Have you tried the group policy option:
Computer Config > Administrative Templates > System > User Profiles : Log Users off when Roaming profile fails
Computer Config > Administrative Templates > System > User Profiles : Wait for Remote User Profile
They may be able to help.
We use mandatory profiles, (which load quickly) and seem to be loading okay. Its more the permissions and gp settings and logon scripts for the users which don't work correctly (including our redirected desktop/startmenu).
I have the logoff if no profile present working okay, but the gits are waiting till the profile has just about loaded.
Will look into the logoff if no network present gp, but I am not sure it will apply properly.
Of you could take the gateway out of the DHCP options. Takes away 99.99999999999999% of the reasons for wanting to be on as a local admin. I cant remember the last time we had a kid try to "hack" the computers/bypass security/etc.
Even with proxies and filtering kids could still use something like this...
I solved this problem before by requiring the machine policies to be complete before allowing logon, waiting for the user's profile always, and disallowing access based on a roaming profile or cached login.

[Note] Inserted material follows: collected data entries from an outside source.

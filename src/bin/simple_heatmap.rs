// 该文件是 Reli （热力） 项目的一部分。
// src/bin/simple_heatmap.rs - 把数据集中的真值场画成热力图
//
// 本文件根据 Apache 许可证第 2.0 版（以下简称“许可证”）授权使用；
// 除非遵守该许可证条款，否则您不得使用本文件。
// 您可通过以下网址获取许可证副本：
// http://www.apache.org/licenses/LICENSE-2.0
// 除非适用法律要求或书面同意，根据本许可协议分发的软件均按“原样”提供，
// 不附带任何形式的明示或暗示的保证或条件。
// 有关许可权限与限制的具体条款，请参阅本许可协议。
//
// Copyright (C) 2026 Johann Li <me@qinka.pro>, Wareless Group

use anyhow::Result;
use clap::Parser;
use image::RgbImage;
use tracing::info;
use url::Url;

use reli::{
  FromUrl,
  dataset::DatasetSource,
  heatmap::{DEFAULT_RANGE, Heatmap, HeatmapStyle, Legend},
  inference::ScalarField,
  output::{OutputWrapper, Render},
};

/// Reli 热力图参数
#[derive(Parser, Debug)]
#[command(author, version, about, long_about = None)]
pub struct Args {
  /// 数据集路径
  #[arg(long, value_name = "DATASET")]
  pub dataset: Url,
  /// 输出路径
  #[arg(long, value_name = "OUTPUT")]
  pub output: Url,
  /// 输出图像宽度
  #[arg(long, default_value_t = 640)]
  pub width: u32,
  /// 输出图像高度
  #[arg(long, default_value_t = 480)]
  pub height: u32,
  /// 图例刻度
  #[arg(long, value_delimiter = ',', default_value = "200,150,100,50,0")]
  pub ticks: Vec<f32>,
}

fn main() -> Result<()> {
  tracing_subscriber::fmt::init();

  let args = Args::parse();

  info!("数据集: {}", args.dataset);
  info!("输出路径: {}", args.output);

  let dataset = DatasetSource::from_url(&args.dataset)?.load()?;
  let sample = dataset.sample()?;
  let field = ScalarField::try_from(sample.ground_truth())?;
  info!(
    "真值场范围: {:.2} ~ {:.2}",
    field.values().iter().copied().fold(f32::INFINITY, f32::min),
    field.values().iter().copied().fold(f32::NEG_INFINITY, f32::max)
  );

  let heatmap = Heatmap::paint(field, &HeatmapStyle::default());
  let legend = Legend::render(&args.ticks, DEFAULT_RANGE, args.width / 16, args.height);
  let output = OutputWrapper::from_url(&args.output)?;
  output.render_result(&RgbImage::new(args.width, args.height), &(heatmap, legend))?;

  Ok(())
}
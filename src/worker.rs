// 该文件是 Reli （热力） 项目的一部分。
// src/worker.rs - 后台检测线程
//
// 本文件根据 Apache 许可证第 2.0 版（以下简称“许可证”）授权使用；
// 除非遵守该许可证条款，否则您不得使用本文件。
// 您可通过以下网址获取许可证副本：
// http://www.apache.org/licenses/LICENSE-2.0
// 除非适用法律要求或书面同意，根据本许可协议分发的软件均按“原样”提供，
// 不附带任何形式的明示或暗示的保证或条件。
// 有关许可权限与限制的具体条款，请参阅本许可协议。
//
// Copyright (C) 2026 Johann Li <me@qinka.pro>, Wareless Group

use std::{
  panic::{AssertUnwindSafe, catch_unwind},
  sync::mpsc::{self, Receiver, RecvTimeoutError, Sender},
  thread::{self, JoinHandle},
  time::{Duration, Instant},
};

use tracing::{debug, error, info};

use crate::{
  detect::{QuadDetector, RECALL_POLICY, filter_by_policy},
  selection::{DetectionCompletion, DetectionRequest},
};

const WORKER_THREAD_NAME: &str = "reli-detect";

/// 在独立线程上运行检测器
///
/// 请求与结果都经由通道传递，结果只在交互线程调用 `try_completion` /
/// `wait_completion` 时被取走，后台线程从不触碰会话状态。
pub struct DetectionWorker {
  requests: Option<Sender<DetectionRequest>>,
  completions: Receiver<DetectionCompletion>,
  handle: Option<JoinHandle<()>>,
}

impl DetectionWorker {
  pub fn spawn<D: QuadDetector + 'static>(mut detector: D) -> std::io::Result<Self> {
    let (req_tx, req_rx) = mpsc::channel::<DetectionRequest>();
    let (done_tx, done_rx) = mpsc::channel();

    let handle = thread::Builder::new()
      .name(WORKER_THREAD_NAME.to_string())
      .spawn(move || {
        info!("检测线程启动");
        for request in req_rx {
          let now = Instant::now();
          let quads = catch_unwind(AssertUnwindSafe(|| {
            detector.detect(&request.frame, &RECALL_POLICY)
          }))
          .unwrap_or_else(|_| {
            error!("第 {} 次检测时检测器崩溃，按无结果处理", request.pass);
            Vec::new()
          });
          let quads = filter_by_policy(quads, &RECALL_POLICY);
          debug!(
            "第 {} 次检测耗时 {:.2?}，得到 {} 个四边形",
            request.pass,
            now.elapsed(),
            quads.len()
          );

          let completion = DetectionCompletion {
            pass: request.pass,
            quads,
          };
          if done_tx.send(completion).is_err() {
            break;
          }
        }
        info!("检测线程退出");
      })?;

    Ok(Self {
      requests: Some(req_tx),
      completions: done_rx,
      handle: Some(handle),
    })
  }

  /// 提交请求，线程已退出时返回 false
  pub fn submit(&self, request: DetectionRequest) -> bool {
    match &self.requests {
      Some(tx) => tx.send(request).is_ok(),
      None => false,
    }
  }

  pub fn try_completion(&self) -> Option<DetectionCompletion> {
    self.completions.try_recv().ok()
  }

  pub fn wait_completion(&self, timeout: Duration) -> Option<DetectionCompletion> {
    match self.completions.recv_timeout(timeout) {
      Ok(completion) => Some(completion),
      Err(RecvTimeoutError::Timeout) | Err(RecvTimeoutError::Disconnected) => None,
    }
  }
}

impl Drop for DetectionWorker {
  fn drop(&mut self) {
    // 关闭请求通道，线程处理完手上的请求后退出
    self.requests.take();
    if let Some(handle) = self.handle.take()
      && handle.join().is_err()
    {
      error!("检测线程异常退出");
    }
  }
}

#[cfg(test)]
mod tests {
  use super::*;
  use crate::{
    detect::{DetectPolicy, DetectedQuad},
    frame::Frame,
    geometry::Rect2,
  };
  use image::RgbImage;

  fn request(pass: u64) -> DetectionRequest {
    DetectionRequest {
      pass,
      frame: Frame::from(RgbImage::new(4, 4)),
    }
  }

  #[test]
  fn completion_comes_back_with_the_same_pass() {
    let worker = DetectionWorker::spawn(|_: &Frame, _: &DetectPolicy| {
      vec![DetectedQuad::from_corners(
        Rect2::new(0.1, 0.1, 0.5, 0.5).corners(),
        0.8,
      )]
    })
    .unwrap();
    assert!(worker.submit(request(3)));
    let done = worker.wait_completion(Duration::from_secs(5)).unwrap();
    assert_eq!(done.pass, 3);
    assert_eq!(done.quads.len(), 1);
  }

  #[test]
  fn panicking_detector_yields_empty_result() {
    let worker = DetectionWorker::spawn(|_: &Frame, _: &DetectPolicy| -> Vec<DetectedQuad> {
      panic!("boom")
    })
    .unwrap();
    assert!(worker.submit(request(1)));
    let done = worker.wait_completion(Duration::from_secs(5)).unwrap();
    assert!(done.quads.is_empty());
    // 线程仍然可用
    assert!(worker.submit(request(2)));
    assert_eq!(worker.wait_completion(Duration::from_secs(5)).unwrap().pass, 2);
  }
}
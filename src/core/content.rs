//! # Profile Content
//!
//! The document every session browses: a title, an ordered list of
//! sections, and a color theme. Content is loaded once at startup,
//! validated, and then shared read-only (`Arc<Content>`) by all sessions.
//!
//! Colors are kept as strings here. The `core` module knows nothing about
//! terminal styling; `tui::styles` turns a [`Theme`] into concrete styles.

use serde::{Deserialize, Serialize};
use std::fmt;
use std::fs;
use std::path::Path;

use crate::core::links::{Link, count_links, extract_links};

/// One tab of the profile.
#[derive(Debug, Clone, PartialEq, Eq, Deserialize, Serialize)]
pub struct Section {
    pub title: String,
    #[serde(default)]
    pub lines: Vec<String>,
}

impl Section {
    pub fn new(title: impl Into<String>, lines: &[&str]) -> Self {
        Self {
            title: title.into(),
            lines: lines.iter().map(|l| l.to_string()).collect(),
        }
    }

    pub fn links(&self) -> Vec<Link<'_>> {
        extract_links(&self.lines)
    }

    pub fn link_count(&self) -> usize {
        count_links(&self.lines)
    }
}

/// Named theme colors. Values are `#rrggbb` hex codes or terminal color
/// names (`"blue"`, `"darkgray"`, ...).
#[derive(Debug, Clone, PartialEq, Eq, Deserialize, Serialize)]
#[serde(default)]
pub struct Theme {
    /// Borders, title, section headers.
    pub primary: String,
    /// Ornaments, active tab, mode indicator.
    pub accent: String,
    /// Body text.
    pub text: String,
    /// Dividers, footer, status strip background.
    pub subtle: String,
    /// Unselected links and the welcome banner.
    pub links: String,
    /// The selected link.
    pub selection: String,
}

impl Default for Theme {
    fn default() -> Self {
        Self {
            primary: "#5f87ff".to_string(),
            accent: "#ff6ac1".to_string(),
            text: "#abb2bf".to_string(),
            subtle: "#565c64".to_string(),
            links: "#61afef".to_string(),
            selection: "#c678dd".to_string(),
        }
    }
}

impl Theme {
    /// All colors with their field names, for validation and diagnostics.
    pub fn entries(&self) -> [(&'static str, &str); 6] {
        [
            ("primary", self.primary.as_str()),
            ("accent", self.accent.as_str()),
            ("text", self.text.as_str()),
            ("subtle", self.subtle.as_str()),
            ("links", self.links.as_str()),
            ("selection", self.selection.as_str()),
        ]
    }
}

/// The full profile: title, sections, theme.
#[derive(Debug, Clone, PartialEq, Eq, Deserialize, Serialize)]
pub struct Content {
    pub title: String,
    pub sections: Vec<Section>,
    #[serde(default)]
    pub theme: Theme,
}

#[derive(Debug)]
pub enum ContentError {
    /// A profile must have at least one section.
    NoSections,
    Io(std::io::Error),
    Parse(toml::de::Error),
}

impl fmt::Display for ContentError {
    fn fmt(&self, f: &mut fmt::Formatter<'_>) -> fmt::Result {
        match self {
            ContentError::NoSections => write!(f, "profile has no sections"),
            ContentError::Io(e) => write!(f, "profile I/O error: {e}"),
            ContentError::Parse(e) => write!(f, "profile parse error: {e}"),
        }
    }
}

impl std::error::Error for ContentError {}

impl Content {
    /// Builds validated content.
    pub fn new(
        title: impl Into<String>,
        sections: Vec<Section>,
        theme: Theme,
    ) -> Result<Self, ContentError> {
        let content = Self {
            title: title.into(),
            sections,
            theme,
        };
        content.validate()?;
        Ok(content)
    }

    /// Loads a standalone profile file (same shape as the `[profile]`
    /// table of the config file).
    pub fn from_file(path: &Path) -> Result<Self, ContentError> {
        let raw = fs::read_to_string(path).map_err(ContentError::Io)?;
        let content: Content = toml::from_str(&raw).map_err(ContentError::Parse)?;
        content.validate()?;
        Ok(content)
    }

    pub fn validate(&self) -> Result<(), ContentError> {
        if self.sections.is_empty() {
            return Err(ContentError::NoSections);
        }
        Ok(())
    }

    /// The section at `index`. Indices come from `NavigationState`, which
    /// keeps them in range; out-of-range indices clamp to the last section.
    pub fn section(&self, index: usize) -> &Section {
        let last = self.sections.len().saturating_sub(1);
        &self.sections[index.min(last)]
    }

    pub fn section_count(&self) -> usize {
        self.sections.len()
    }

    pub fn tab_titles(&self) -> impl Iterator<Item = &str> {
        self.sections.iter().map(|s| s.title.as_str())
    }
}

impl Default for Content {
    /// A placeholder profile so a fresh install serves something useful.
    fn default() -> Self {
        Self {
            title: "sshfolio".to_string(),
            sections: vec![
                Section::new(
                    "about",
                    &[
                        "a personal profile, served over ssh.",
                        "edit the [profile] table in ~/.sshfolio/config.toml to make it yours.",
                        "",
                        "source: https://github.com/example/sshfolio",
                    ],
                ),
                Section::new(
                    "projects",
                    &[
                        "sshfolio: this very terminal page",
                        "dotfiles: https://github.com/example/dotfiles",
                    ],
                ),
                Section::new(
                    "setup",
                    &[
                        "editor: neovim",
                        "terminal: foot",
                        "shell: zsh",
                    ],
                ),
                Section::new(
                    "links",
                    &[
                        "github: https://github.com/example",
                        "website: https://example.com",
                        "blog: https://blog.example.com",
                    ],
                ),
            ],
            theme: Theme::default(),
        }
    }
}
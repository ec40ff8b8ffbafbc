//! sshfolio library exports for the binary and integration tests

pub mod browser;
pub mod core;
pub mod logging;
pub mod server;
pub mod tui;

#[cfg(test)]
pub mod test_support;
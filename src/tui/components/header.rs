//! # Title Header Component
//!
//! The profile title between two ornaments, over a heavy rule:
//!
//! ```text
//!            ◇ name ◇
//! ━━━━━━━━━━━━━━━━━━━━━━━━━━━━━━━━
//! ```

use ratatui::Frame;
use ratatui::layout::{Alignment, Rect};
use ratatui::text::{Line, Span};
use ratatui::widgets::Paragraph;

use crate::tui::component::Component;
use crate::tui::styles::Palette;

/// Rows used: title + rule.
pub const HEADER_HEIGHT: u16 = 2;

const ORNAMENT: &str = "◇";

pub struct TitleHeader<'a> {
    pub title: &'a str,
    pub palette: &'a Palette,
}

impl<'a> TitleHeader<'a> {
    pub fn new(title: &'a str, palette: &'a Palette) -> Self {
        Self { title, palette }
    }
}

impl Component for TitleHeader<'_> {
    fn render(&mut self, frame: &mut Frame, area: Rect) {
        let title = Line::from(vec![
            Span::styled(ORNAMENT, self.palette.ornament()),
            Span::raw(" "),
            Span::styled(self.title, self.palette.title()),
            Span::raw(" "),
            Span::styled(ORNAMENT, self.palette.ornament()),
        ])
        .alignment(Alignment::Center);
        let rule = Line::styled("━".repeat(area.width as usize), self.palette.border());

        frame.render_widget(Paragraph::new(vec![title, rule]), area);
    }
}

#[cfg(test)]
mod tests {
    use super::*;
    use crate::core::content::Theme;
    use crate::test_support::buffer_lines;
    use ratatui::Terminal;
    use ratatui::backend::TestBackend;

    #[test]
    fn test_header_draws_title_and_rule() {
        let palette = Palette::from_theme(&Theme::default()).unwrap();
        let mut terminal = Terminal::new(TestBackend::new(20, 2)).unwrap();
        terminal
            .draw(|f| {
                let area = f.area();
                TitleHeader::new("me", &palette).render(f, area);
            })
            .unwrap();

        let lines = buffer_lines(terminal.backend().buffer());
        assert_eq!(lines[0].trim(), "◇ me ◇");
        assert_eq!(lines[1], "━".repeat(20));
    }
}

Don't remember the exact GPO sections but I'm sure you can find them.
Thanks for all the help chaps..
We eventually came to a solution, using a registry hack, (HKLM\SOFTWARE\Microsoft\Windows\CurrentVersion\Ru n...)
and adding an entry to a local bat file which we copy across the network at machine startup.
This reg hack also helps clean out the intel tray icon, and any other sh1t you don't need!
The batch file contains a simple check for a file existing on a mapped network drive at logon, (which if they pull the plug) doesnt get mapped, so the batch file calls logoff...
Can't wait for this to pan out!